Politics from the Palouse to Puget Sound

Tuesday, February 07, 2006

Coke is Still the Real Thing

Palousitics contributor Joshua Coke had a great quote in an article in Saturday's Moscow-Pullman Daily News about the proposed legislation shifting the state's primary from late September to late August.
Joshua Coke, a WSU student who made a bid for Pullman City Council in 2005, couldn’t say for certain how the new primary date might affect students, but he believes many of the students who want to vote on local issues already live and are registered to vote in Pullman.
What level-headed comments, compared with these:
“It’s almost disenfranchising the students,” said Lenna Harding, a Pullman resident.

Harding is worried the earlier primary date will mean students who leave Pullman for the summer will have to register in their home counties, losing an opportunity to vote on local issues.
Disenfranchising the students? Please. All voting in Whitman County will be via mail after April 1. Anyone registered to vote in Whitman County, including students, will be mailed a ballot. For what it's worth, there were 2 voters during last September's primary at the Pullman Presbyterian Church, the polling place for the largely-student College Hill area. I think most students are already voting absentee.
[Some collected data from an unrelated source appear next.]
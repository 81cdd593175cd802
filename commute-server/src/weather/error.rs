//! Weather client error types.

use crate::domain::TimeError;

/// Errors from fetching or reading a forecast.
#[derive(Debug, thiserror::Error)]
pub enum WeatherError {
    /// HTTP request failed (network error, timeout, etc.)
    #[error("HTTP error: {0}")]
    Http(#[from] reqwest::Error),

    /// JSON deserialization failed
    #[error("JSON parse error: {0}")]
    Json(String),

    /// API returned an error status code
    #[error("API error {status}: {message}")]
    ApiError { status: u16, message: String },

    #[error("unauthorized: check WEATHER_AUTH")]
    Unauthorized,

    /// The forecast had no days in it
    #[error("forecast has no days")]
    MissingForecastDay,

    /// Sunrise or sunset was not a 12-hour time
    #[error("bad sun time: {0}")]
    Time(#[from] TimeError),
}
This legislation is one of the key reforms that came out of the 2004 gubernatorial election debacle. The late primary makes it difficult to print, mail, and receive back absentee ballots from the tens of thousands of service men and women based out of Washington who are deloyed overseas. That's who we ought to worry about being disenfranchised.


Scotty said...

I am more of a Pepsi guy. But he is right. The date of the vote will not disenfranchise voters. Those who want to vote will always find a way. Those who don't will always find an excuse.

April E. Coggins said...

What Ms. Harding probably means is that liberal professors won't have a hand in influencing students votes. The students will be able vote at home, without the undue influence of classroom indocrination and the threat of losing a grade.